Miami-Dade Police cuts by Carlos Gimenez cause concern

Miami-Dade Police cuts by Carlos Gimenez cause concern
  • Sumo

Aside from Miami-Dade County’s lay off of 21 employees in the last couple of months to help deal with what Mayor Carlos “Not So Golden Boy” Gimenez  says is a bulging budget shortfall, the incoming policecarcrop of new police officers has been cut in half from four academy classes to two.

But Gimenez assured commissioners in the memo about budget cuts and layoffs he sent Thursday that the smaller number of recruits would “have minimal impact on our police coverage.” He said the department is in the middle of a restructuring process that will take officers from specialized investigative units and put them on the street.

That sounds good.

What he didn’t say is that these units include the narcotics unit and the economic crimes unit, which are now less able to follow up on those cases. What he didn’t say is that the county police department is already short between 250 to 800 officers, depending on who you ask and what levels you go by. What he didn’t say is that the gaping hole in the force could become a crater in the next two years as between 250 and 350 more officers retire. What he didn’t say is that there is already a growing backlog of cases and not enough cops to work them.

“Let’s take homicide, for example. We have thousands of leads on open murder cases and they can’t follow up because they don’t have enough detectives,” Police Benevolent Association President John Rivera told Ladra, adding that the Tactical Narcotics Team and the Robbery Intervention Detail — two pro-active units that target repeat, violent criminals — had also been decimated.

“And when we do away with the economic crimes unit, we are not going to be able to follow Medicaid fraud and credit card fraud and identity theft and those crimes will go up because people who do identity theft will know they can come to Miami-Dade and go to town,” Rivera said.

Members of the Robbery Intervention Detail make an arrest

Veteran officers told Ladra that the rank and file know that the increase in crime and shootings in the Northside are linked to the shrinking of the TNT and RID undercover street units whose job it was to patrol in muscle cars, looking out for criminals on the prowl. Furthermore, they said, more cases countywide remain unsolved because while there may be officers to respond and write an initial report after a burglary or domestic crime, there are fewer detectives to follow up on those reports and actually investigate anything.

“I’ll write it up, but that’s where it will sit,” one officer said, “if you don’t have the investigators to follow up.”

Several officers said that statistics were being fudged by having robberies categorized as thefts and emergency calls made non-emergency calls. “People complain they can’t get an officer for a couple hours,” Rivera said. “We are asking people to go online and file their own reports.”

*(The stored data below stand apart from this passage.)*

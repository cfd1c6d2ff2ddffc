use std::fs;
use std::path::{Path, PathBuf};
use std::process::ExitCode;
use std::sync::Arc;

use clap::{Parser, Subcommand};
use sieve_dom::store::config_store;
use sieve_dom::{Document, EngineConfig, Registry};

#[derive(Parser)]
#[command(name = "sieve-dom")]
#[command(about = "Check, inspect and fix SIEVE scripts without reformatting them")]
struct Args {
    /// Engine config file (defaults to the platform config dir)
    #[arg(long, global = true)]
    config: Option<PathBuf>,

    /// More log output; repeat for trace
    #[arg(short, long, action = clap::ArgAction::Count, global = true)]
    verbose: u8,

    #[command(subcommand)]
    command: Command,
}

#[derive(Subcommand)]
enum Command {
    /// Parse scripts and report syntax errors and require mismatches
    Check {
        #[arg(required = true)]
        files: Vec<PathBuf>,
    },
    /// Print the node tree of a script as JSON
    Outline {
        file: PathBuf,
        /// Keep whitespace and comment nodes
        #[arg(long)]
        whitespace: bool,
    },
    /// Rewrite the require preamble to match the extensions in use
    Sync {
        file: PathBuf,
        /// Write the result back instead of printing it
        #[arg(long)]
        write: bool,
    },
}

struct Engine {
    registry: Arc<Registry>,
    config: EngineConfig,
}

impl Engine {
    fn load(path: Option<&Path>) -> sieve_dom::Result<Self> {
        let config = match path {
            Some(path) => config_store::load_config_from(path)?,
            None => config_store::load_config(),
        };
        let registry = Arc::new(Registry::from_config(&config)?);
        Ok(Self { registry, config })
    }

    fn parse(&self, path: &Path) -> sieve_dom::Result<Document> {
        let text = fs::read_to_string(path)?;
        let doc = Document::parse_with(Arc::clone(&self.registry), &text)?;
        Ok(doc.with_line_ending(self.config.line_ending))
    }
}

fn main() -> ExitCode {
    let args = Args::parse();

    let level = match args.verbose {
        0 => tracing::Level::WARN,
        1 => tracing::Level::DEBUG,
        _ => tracing::Level::TRACE,
    };
    tracing_subscriber::fmt()
        .with_max_level(level)
        .with_writer(std::io::stderr)
        .init();

    let engine = match Engine::load(args.config.as_deref()) {
        Ok(engine) => engine,
        Err(e) => {
            eprintln!("Error: {e}");
            return ExitCode::FAILURE;
        }
    };

    let ok = match args.command {
        Command::Check { files } => files.iter().fold(true, |ok, f| check(&engine, f) && ok),
        Command::Outline { file, whitespace } => report(outline(&engine, &file, whitespace), &file),
        Command::Sync { file, write } => report(sync(&engine, &file, write), &file),
    };
    if ok {
        ExitCode::SUCCESS
    } else {
        ExitCode::FAILURE
    }
}

fn report(result: sieve_dom::Result<()>, file: &Path) -> bool {
    match result {
        Ok(()) => true,
        Err(e) => {
            eprintln!("{}: {e}", file.display());
            false
        }
    }
}

fn check(engine: &Engine, file: &Path) -> bool {
    let doc = match engine.parse(file) {
        Ok(doc) => doc,
        Err(e) => {
            eprintln!("{}: {e}", file.display());
            return false;
        }
    };
    for warning in doc.check_capabilities() {
        println!("{}: warning: {warning}", file.display());
    }
    println!("{}: ok", file.display());
    true
}

fn outline(engine: &Engine, file: &Path, whitespace: bool) -> sieve_dom::Result<()> {
    let doc = engine.parse(file)?;
    let mut outline = doc.outline();
    if !whitespace {
        outline = outline
            .iter()
            .filter(|n| n.kind != "whitespace")
            .map(|n| n.without_whitespace())
            .collect();
    }
    println!("{}", serde_json::to_string_pretty(&outline)?);
    Ok(())
}

fn sync(engine: &Engine, file: &Path, write: bool) -> sieve_dom::Result<()> {
    let mut doc = engine.parse(file)?;
    let changed = doc.sync_require();
    if write {
        if changed {
            fs::write(file, doc.to_script())?;
            eprintln!("{}: require updated", file.display());
        }
    } else {
        print!("{}", doc.to_script());
    }
    Ok(())
}
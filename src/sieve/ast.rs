/// The script DOM node contract.
///
/// Every grammar rule is a type implementing [`Node`]. A node is built by a
/// factory registered in the [`Registry`], consumes its own prefix of the
/// script during [`Node::init`], and writes the exact same bytes back in
/// [`Node::to_script`]. Whitespace and comments are nodes too, so the
/// concatenated output of a parsed tree is the parsed input.
use std::any::Any;
use std::fmt;

use serde::{Deserialize, Serialize};

use crate::config::LineEnding;
use crate::sieve::error::Result;
use crate::sieve::lexer::Input;
use crate::sieve::registry::Registry;
use crate::sieve::requires::Requirements;

/// Identifies a node within its owning document.
#[derive(Debug, Clone, Copy, PartialEq, Eq, PartialOrd, Ord, Hash, Serialize, Deserialize)]
pub struct NodeId(pub u32);

impl fmt::Display for NodeId {
    fn fmt(&self, f: &mut fmt::Formatter<'_>) -> fmt::Result {
        write!(f, "#{}", self.0)
    }
}

pub trait AsAny {
    fn as_any(&self) -> &dyn Any;
    fn as_any_mut(&mut self) -> &mut dyn Any;
}

impl<T: Any> AsAny for T {
    fn as_any(&self) -> &dyn Any {
        self
    }

    fn as_any_mut(&mut self) -> &mut dyn Any {
        self
    }
}

pub trait Node: AsAny + fmt::Debug + Send + Sync + 'static {
    fn id(&self) -> NodeId;

    /// Registered rule name, e.g. `action/setflag`.
    fn kind(&self) -> &'static str;

    /// Consumes this construct from the front of `input` and returns the rest.
    fn init<'a>(&mut self, cx: &mut Context<'_>, input: Input<'a>) -> Result<Input<'a>>;

    fn to_script(&self, out: &mut String);

    fn script(&self) -> String {
        let mut out = String::new();
        self.to_script(&mut out);
        out
    }

    /// Declares the extensions this kind of node depends on. Children are
    /// visited separately by the tracker.
    fn requires(&self, _requires: &mut Requirements) {}

    fn children(&self) -> Vec<&dyn Node> {
        Vec::new()
    }

    fn children_mut(&mut self) -> Vec<&mut dyn Node> {
        Vec::new()
    }

    /// A short value for leaf nodes (decoded strings, numbers, tags).
    fn text(&self) -> Option<String> {
        None
    }
}

impl<'n> dyn Node + 'n {
    pub fn downcast_ref<T: Node>(&self) -> Option<&T> {
        self.as_any().downcast_ref()
    }

    pub fn downcast_mut<T: Node>(&mut self) -> Option<&mut T> {
        self.as_any_mut().downcast_mut()
    }

    pub fn is<T: Node>(&self) -> bool {
        self.as_any().is::<T>()
    }

    /// Depth-first search for `id`, including `self`.
    pub fn find(&self, id: NodeId) -> Option<&dyn Node> {
        if self.id() == id {
            return Some(self);
        }
        self.children().into_iter().find_map(|child| child.find(id))
    }

    pub fn find_mut(&mut self, id: NodeId) -> Option<&mut dyn Node> {
        if self.id() == id {
            return Some(self);
        }
        for child in self.children_mut() {
            if let Some(found) = child.find_mut(id) {
                return Some(found);
            }
        }
        None
    }

    /// Calls `f` for this node and every descendant, parents first.
    pub fn walk(&self, f: &mut dyn FnMut(&dyn Node)) {
        f(self);
        for child in self.children() {
            child.walk(f);
        }
    }
}

/// What a node needs while it is being built or parsed: the registry to
/// create children from and the owning document's id counter.
pub struct Context<'d> {
    registry: &'d Registry,
    next_id: &'d mut u32,
    line_ending: LineEnding,
}

impl<'d> Context<'d> {
    pub fn new(registry: &'d Registry, next_id: &'d mut u32, line_ending: LineEnding) -> Self {
        Self {
            registry,
            next_id,
            line_ending,
        }
    }

    pub fn registry(&self) -> &'d Registry {
        self.registry
    }

    pub fn line_ending(&self) -> LineEnding {
        self.line_ending
    }

    pub fn next_id(&mut self) -> NodeId {
        let id = NodeId(*self.next_id);
        *self.next_id += 1;
        id
    }

    pub fn probe(&self, category: &str, input: &Input<'_>) -> Option<&'d str> {
        self.registry.probe(category, input.rest())
    }

    pub fn create(&mut self, category: &str, name: &str) -> Result<Box<dyn Node>> {
        let registry = self.registry;
        registry.create(category, name, self)
    }

    /// Probes `categories` in order and initializes the first rule that
    /// matches. `Ok(None)` when nothing matches; nothing is consumed then.
    pub fn parse_any<'a>(
        &mut self,
        categories: &[&str],
        input: Input<'a>,
    ) -> Result<Option<(Box<dyn Node>, Input<'a>)>> {
        for category in categories {
            if let Some(name) = self.probe(category, &input) {
                let mut node = self.create(category, name)?;
                let rest = node.init(self, input)?;
                return Ok(Some((node, rest)));
            }
        }
        Ok(None)
    }

    /// Like [`Context::parse_any`] but the construct is mandatory.
    pub fn parse_required<'a>(
        &mut self,
        categories: &[&str],
        input: Input<'a>,
        expected: &str,
    ) -> Result<(Box<dyn Node>, Input<'a>)> {
        match self.parse_any(categories, input)? {
            Some(parsed) => Ok(parsed),
            None => Err(input.error(expected).into()),
        }
    }
}
/// The script document: owner of a parsed tree.
///
/// A document owns its top-level elements, the registry they were parsed
/// with and the node id counter. Every structural edit re-scans the
/// extension requirements so [`Document::requires`] never goes stale.
use std::collections::BTreeSet;
use std::fmt;
use std::sync::Arc;

use crate::config::LineEnding;
use crate::model::outline::NodeOutline;
use crate::sieve::ast::{Context, Node, NodeId};
use crate::sieve::error::{Error, Result};
use crate::sieve::lexer::Input;
use crate::sieve::parser::Driver;
use crate::sieve::registry::Registry;
use crate::sieve::requires::Requirements;
use crate::sieve::rules::control::{Block, Require};
use crate::sieve::rules::whitespace::Whitespace;
use crate::sieve::widget::{build_widgets, WidgetBuilder};

/// Mismatch between the `require` preamble and what the script uses.
#[derive(Debug, Clone, PartialEq, Eq, PartialOrd, Ord)]
pub enum CapabilityWarning {
    /// Used but missing from `require`.
    Undeclared(String),
    /// Listed in `require` but never used.
    Unused(String),
    /// A `require` that follows another command.
    Misplaced(NodeId),
}

impl fmt::Display for CapabilityWarning {
    fn fmt(&self, f: &mut fmt::Formatter<'_>) -> fmt::Result {
        match self {
            Self::Undeclared(ext) => write!(f, "extension \"{ext}\" is used but not required"),
            Self::Unused(ext) => write!(f, "extension \"{ext}\" is required but not used"),
            Self::Misplaced(id) => write!(f, "`require` {id} follows other commands"),
        }
    }
}

pub struct Document {
    registry: Arc<Registry>,
    line_ending: LineEnding,
    elements: Vec<Box<dyn Node>>,
    next_id: u32,
    requirements: Requirements,
}

impl fmt::Debug for Document {
    fn fmt(&self, f: &mut fmt::Formatter<'_>) -> fmt::Result {
        f.debug_struct("Document")
            .field("line_ending", &self.line_ending)
            .field("elements", &self.elements)
            .field("next_id", &self.next_id)
            .field("requirements", &self.requirements)
            .finish_non_exhaustive()
    }
}

impl Document {
    /// An empty script.
    pub fn new(registry: Arc<Registry>) -> Self {
        Self {
            registry,
            line_ending: LineEnding::default(),
            elements: Vec::new(),
            next_id: 1,
            requirements: Requirements::new(),
        }
    }

    /// Parses `text` with the process-wide default grammar.
    pub fn parse(text: &str) -> Result<Self> {
        Self::parse_with(Registry::global(), text)
    }

    pub fn parse_with(registry: Arc<Registry>, text: &str) -> Result<Self> {
        match Self::parse_partial(registry, text) {
            (doc, None) => Ok(doc),
            (_, Some(err)) => Err(err),
        }
    }

    /// Parses as far as possible. On failure the document holds the
    /// elements parsed before the error.
    pub fn parse_partial(registry: Arc<Registry>, text: &str) -> (Self, Option<Error>) {
        let mut doc = Self::new(registry);
        let (elements, error) = {
            let cx = Context::new(&doc.registry, &mut doc.next_id, doc.line_ending);
            let mut driver = Driver::new(cx, text);
            driver.run();
            driver.finish()
        };
        doc.elements = elements;
        doc.rescan();
        (doc, error)
    }

    /// Line ending used for text the document inserts itself.
    pub fn with_line_ending(mut self, line_ending: LineEnding) -> Self {
        self.line_ending = line_ending;
        self
    }

    pub fn line_ending(&self) -> LineEnding {
        self.line_ending
    }

    pub fn registry(&self) -> &Arc<Registry> {
        &self.registry
    }

    pub fn elements(&self) -> &[Box<dyn Node>] {
        &self.elements
    }

    /// Top-level commands, whitespace skipped.
    pub fn commands(&self) -> impl Iterator<Item = &dyn Node> {
        self.elements
            .iter()
            .map(|e| e.as_ref())
            .filter(|e| !e.is::<Whitespace>())
    }

    pub fn to_script(&self) -> String {
        let mut out = String::new();
        for element in &self.elements {
            element.to_script(&mut out);
        }
        out
    }

    pub fn requirements(&self) -> &Requirements {
        &self.requirements
    }

    /// Whether any node in the tree depends on `extension`.
    pub fn requires(&self, extension: &str) -> bool {
        self.requirements.is_required(extension)
    }

    pub fn find(&self, id: NodeId) -> Option<&dyn Node> {
        self.elements.iter().find_map(|e| e.as_ref().find(id))
    }

    /// A node-building context bound to this document.
    pub fn context(&mut self) -> Context<'_> {
        Context::new(&self.registry, &mut self.next_id, self.line_ending)
    }

    /// A fresh node of rule `name` with its default text.
    pub fn create(&mut self, category: &str, name: &str) -> Result<Box<dyn Node>> {
        self.context().create(category, name)
    }

    /// Parses `text` as exactly one construct of `category`, for insertion.
    pub fn parse_fragment(&mut self, category: &str, text: &str) -> Result<Box<dyn Node>> {
        let mut cx = self.context();
        let input = Input::new(text);
        let (node, rest) = cx.parse_required(&[category], input, category)?;
        if !rest.is_empty() {
            return Err(rest.error("end of input").into());
        }
        Ok(node)
    }

    /// Inserts a top-level element at `index`, clamped to the end.
    pub fn insert(&mut self, index: usize, node: Box<dyn Node>) {
        let index = index.min(self.elements.len());
        self.elements.insert(index, node);
        self.rescan();
    }

    pub fn push(&mut self, node: Box<dyn Node>) {
        self.elements.push(node);
        self.rescan();
    }

    /// Detaches the element `id` from the top level or from any block.
    pub fn remove(&mut self, id: NodeId) -> Result<Box<dyn Node>> {
        let removed = take_element(&mut self.elements, id).ok_or(Error::NoSuchNode(id.0))?;
        self.rescan();
        Ok(removed)
    }

    /// Swaps the element `id` for `node` and returns the old element.
    pub fn replace(&mut self, id: NodeId, node: Box<dyn Node>) -> Result<Box<dyn Node>> {
        let mut slot = Some(node);
        let old = replace_element(&mut self.elements, id, &mut slot).ok_or(Error::NoSuchNode(id.0))?;
        self.rescan();
        Ok(old)
    }

    /// Runs `f` on node `id` with a context for building replacement
    /// children, then re-scans requirements.
    pub fn edit<R>(
        &mut self,
        id: NodeId,
        f: impl FnOnce(&mut dyn Node, &mut Context<'_>) -> R,
    ) -> Result<R> {
        let mut cx = Context::new(&self.registry, &mut self.next_id, self.line_ending);
        let node = self
            .elements
            .iter_mut()
            .find_map(|e| e.as_mut().find_mut(id))
            .ok_or(Error::NoSuchNode(id.0))?;
        let out = f(node, &mut cx);
        self.rescan();
        Ok(out)
    }

    fn rescan(&mut self) {
        self.requirements = Requirements::collect(&self.elements);
    }

    /// Extensions named by top-level `require` commands, sorted.
    pub fn declared(&self) -> Vec<String> {
        let declared: BTreeSet<String> = self
            .elements
            .iter()
            .filter_map(|e| e.downcast_ref::<Require>())
            .flat_map(Require::extensions)
            .collect();
        declared.into_iter().collect()
    }

    pub fn check_capabilities(&self) -> Vec<CapabilityWarning> {
        let declared: BTreeSet<String> = self.declared().into_iter().collect();
        let used: BTreeSet<String> = self.requirements.names().into_iter().map(String::from).collect();

        let mut warnings: Vec<CapabilityWarning> = used
            .difference(&declared)
            .cloned()
            .map(CapabilityWarning::Undeclared)
            .chain(declared.difference(&used).cloned().map(CapabilityWarning::Unused))
            .chain(self.misplaced_requires().into_iter().map(CapabilityWarning::Misplaced))
            .collect();
        warnings.sort();
        for warning in &warnings {
            tracing::warn!(%warning, "capability mismatch");
        }
        warnings
    }

    /// Top-level `require` commands that come after some other command.
    fn misplaced_requires(&self) -> Vec<NodeId> {
        let mut seen_command = false;
        let mut misplaced = Vec::new();
        for element in self.commands() {
            if element.is::<Require>() {
                if seen_command {
                    misplaced.push(element.id());
                }
            } else {
                seen_command = true;
            }
        }
        misplaced
    }

    /// Makes the leading `require` list exactly the used extensions:
    /// rewrites the first top-level `require`, drops any others, inserts
    /// one when missing and removes it when nothing is used. A kept
    /// `require` that follows other commands moves in front of them.
    /// Returns whether the script text changed.
    pub fn sync_require(&mut self) -> bool {
        let before = self.to_script();
        let used: Vec<String> = self.requirements.names().into_iter().map(String::from).collect();
        let used: Vec<&str> = used.iter().map(String::as_str).collect();

        let positions: Vec<usize> = self
            .elements
            .iter()
            .enumerate()
            .filter(|(_, e)| e.is::<Require>())
            .map(|(i, _)| i)
            .collect();
        let keep_first = !used.is_empty();
        for &index in positions.iter().skip(usize::from(keep_first)).rev() {
            self.remove_with_line_break(index);
        }

        if keep_first {
            let mut cx = Context::new(&self.registry, &mut self.next_id, self.line_ending);
            match positions.first() {
                Some(&index) => {
                    if let Some(require) = self.elements[index].downcast_mut::<Require>() {
                        require.set_extensions(&mut cx, &used);
                    }
                    let first = self.elements.iter().position(|e| !e.is::<Whitespace>());
                    if let Some(first) = first.filter(|&first| first < index) {
                        let line_break = Whitespace::new(&mut cx, self.line_ending.as_str());
                        let require = self.remove_with_line_break(index);
                        self.elements.insert(first, Box::new(line_break));
                        self.elements.insert(first, require);
                    }
                }
                None => {
                    let mut require = Require::new(&mut cx);
                    require.set_extensions(&mut cx, &used);
                    let line_break = Whitespace::new(&mut cx, self.line_ending.as_str());
                    self.elements.insert(0, Box::new(line_break));
                    self.elements.insert(0, Box::new(require));
                }
            }
        }

        self.rescan();
        let changed = self.to_script() != before;
        if changed {
            tracing::debug!(extensions = ?used, "rewrote require preamble");
        }
        changed
    }

    /// Removes element `index` together with the blank run right after it.
    /// Comments in that whitespace stay.
    fn remove_with_line_break(&mut self, index: usize) -> Box<dyn Node> {
        let removed = self.elements.remove(index);
        let Some(ws) = self
            .elements
            .get_mut(index)
            .and_then(|e| e.downcast_mut::<Whitespace>())
        else {
            return removed;
        };
        if ws.comments().next().is_none() {
            self.elements.remove(index);
        } else {
            ws.trim_leading_blank();
        }
        removed
    }

    pub fn outline(&self) -> Vec<NodeOutline> {
        self.elements
            .iter()
            .map(|e| NodeOutline::from_node(e.as_ref()))
            .collect()
    }

    pub fn widgets<B: WidgetBuilder + ?Sized>(&self, builder: &mut B) -> Vec<B::Widget> {
        build_widgets(builder, &self.elements)
    }
}

fn take_element(elements: &mut Vec<Box<dyn Node>>, id: NodeId) -> Option<Box<dyn Node>> {
    if let Some(index) = elements.iter().position(|e| e.id() == id) {
        return Some(elements.remove(index));
    }
    elements.iter_mut().find_map(|e| take_nested(e.as_mut(), id))
}

fn take_nested(node: &mut dyn Node, id: NodeId) -> Option<Box<dyn Node>> {
    if let Some(block) = node.downcast_mut::<Block>() {
        return take_element(block.elements_mut(), id);
    }
    node.children_mut()
        .into_iter()
        .find_map(|child| take_nested(child, id))
}

fn replace_element(
    elements: &mut Vec<Box<dyn Node>>,
    id: NodeId,
    slot: &mut Option<Box<dyn Node>>,
) -> Option<Box<dyn Node>> {
    if let Some(index) = elements.iter().position(|e| e.id() == id) {
        let node = slot.take()?;
        return Some(std::mem::replace(&mut elements[index], node));
    }
    elements
        .iter_mut()
        .find_map(|e| replace_nested(e.as_mut(), id, slot))
}

fn replace_nested(
    node: &mut dyn Node,
    id: NodeId,
    slot: &mut Option<Box<dyn Node>>,
) -> Option<Box<dyn Node>> {
    if let Some(block) = node.downcast_mut::<Block>() {
        return replace_element(block.elements_mut(), id, slot);
    }
    node.children_mut()
        .into_iter()
        .find_map(|child| replace_nested(child, id, slot))
}

/// Parses `script` with the default grammar and checks that the extensions
/// it uses are exactly `expected`.
pub fn validate(script: &str, expected: &[&str]) -> Result<()> {
    let doc = Document::parse(script)?;
    let mut expected: Vec<String> = expected.iter().map(|s| s.to_string()).collect();
    expected.sort();
    expected.dedup();
    let actual: Vec<String> = doc.requirements().names().into_iter().map(String::from).collect();
    if actual != expected {
        return Err(Error::Requirements { expected, actual });
    }
    Ok(())
}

And, perhaps most concerning, the perception of putting more officers on the street is false, sources say. “Smoke and mirrors,” said one detective.

According to someone who regularly attends roll calls, squads are operating, on average, with one sergeant and four officers. And on any give day one officer may be sick and another may be in court. So you really just have two. If one officer makes a stop and, voila, there is suddenly a bench warrant, now she or he is out transporting a prisoner to TGK or DCJ. That leaves one officer to cover the area.

“We’re so damned shorthanded right now it’s not even funny,” Rivera said, adding that while there are about 250 vacancies, police force staffing totals at 3,100 (we have about 2,840-something) are down triple that compared to 20 years ago because of eliminated positions.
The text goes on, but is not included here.